UNITED STATES DISTRICT COURT DISTRICT OF NEW JERSEY
Feb 26, 2021
Civil Action No. 17-8945 (MAS) (DEA) (D.N.J. Feb. 26, 2021)

Opinion

Civil Action No. 17-8945 (MAS) (DEA)

02-26-2021

Re: Randy Smith v. Antares Pharma, Inc., et al.


CHAMBERS OF MICHAEL A. SHIPP UNITED STATES DISTRICT JUDGE NOT FOR PUBLICATION

LETTER OPINION

VIA CM/ECF
All counsel of record Dear Counsel:

This matter comes before the Court upon Defendants Antares Pharma, Inc.'s ("Antares" or the "Company"). Robert Apple, Fred Powell, and Leonard Jacob's (collectively, "Defendants") Motion to Dismiss the Consolidated Third Amended Class Action Complaint. (ECF No. 72.) Lead Plaintiff Serghei Lungu ("Plaintiff") opposed (ECF No. 76) and Defendants replied (ECF No. 78). The Court has carefully considered the parties' submissions and decides the matter without oral argument pursuant to Local Civil Rule 78.1. For the reasons set forth herein, Defendants' Motion is granted.

I. Background

The parties are familiar with the factual and procedural history of this matter, and therefore the Court only recites those facts necessary to resolve the instant motion. Plaintiff seeks to represent a class of persons who purchased Antares common stock between December 21, 2016 and October 12, 2017, both dates inclusive (the "Class Period"). (Cons. Third Am. Class Action Compl. ("TAC") ¶ 1, ECF No. 66.) Antares is a company that develops, manufactures, and commercializes therapeutic products using drug delivery systems. (Id. ¶¶ 2-3.) The non-Company Defendants were executives at Antares during the Class Period. (See id. ¶¶ 27-29, 122.)

This action principally arises from statements that Defendants allegedly made during the Class Period.

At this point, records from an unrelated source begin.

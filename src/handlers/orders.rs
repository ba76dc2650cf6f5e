use actix_web::{web, HttpResponse};
use serde::Serialize;
use utoipa::ToSchema;
use uuid::Uuid;

use crate::domain::order::Order;
use crate::errors::AppError;
use crate::AppState;

#[derive(Debug, Serialize, ToSchema)]
pub struct OrderProductResponse {
    pub dish: String,
    /// Decimal price as a string to avoid floating-point issues, e.g. "9.99"
    pub price: String,
    pub qnty: i32,
}

#[derive(Debug, Serialize, ToSchema)]
pub struct OrderResponse {
    pub id: Uuid,
    pub customer_id: Uuid,
    pub products: Vec<OrderProductResponse>,
    pub amount: String,
    /// One of `pending`, `completed`, `failed`
    pub status: String,
    pub created_at: String,
    pub updated_at: String,
}

impl From<Order> for OrderResponse {
    fn from(order: Order) -> Self {
        OrderResponse {
            id: order.id,
            customer_id: order.customer_id,
            products: order
                .lines
                .into_iter()
                .map(|l| OrderProductResponse {
                    dish: l.item_name,
                    price: l.unit_price.to_string(),
                    qnty: l.quantity,
                })
                .collect(),
            amount: order.total.to_string(),
            status: order.status.to_string(),
            created_at: order.created_at.to_rfc3339(),
            updated_at: order.updated_at.to_rfc3339(),
        }
    }
}

/// GET /api/orders/{id}
///
/// Returns the order with its products and current payment status.
#[utoipa::path(
    get,
    path = "/api/orders/{id}",
    params(
        ("id" = Uuid, Path, description = "Order UUID"),
    ),
    responses(
        (status = 200, description = "Order found", body = OrderResponse),
        (status = 404, description = "Order not found"),
        (status = 500, description = "Internal server error"),
    ),
    tag = "orders"
)]
pub async fn get_order(
    state: web::Data<AppState>,
    path: web::Path<Uuid>,
) -> Result<HttpResponse, AppError> {
    let order_id = path.into_inner();

    match state.orders.find_by_id(order_id).await? {
        Some(order) => Ok(HttpResponse::Ok().json(OrderResponse::from(order))),
        None => Err(AppError::NotFound),
    }
}
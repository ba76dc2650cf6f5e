pub mod checkout_service;
pub mod webhook_service;

pub use checkout_service::{CheckoutRequest, CheckoutService, CheckoutSettings};
pub use webhook_service::{ReconcileOutcome, WebhookReconciler};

Plaintiff alleges that Defendants misled investors by downplaying and misstating the incidence of certain adverse events—hypertension, suicidally, and depression—observed in two Phase 3 clinical studies of Antares's lead product, QuickShot Testosterone ("QST"). (Id. ¶ 7.) QST is an auto-injector product designed for testosterone replacement therapy. (Id. ¶ 4.) It is currently approved by the Food and Drug Administration ("FDA") and marketed as Xyosted. (Id. ¶¶ 4, 167.)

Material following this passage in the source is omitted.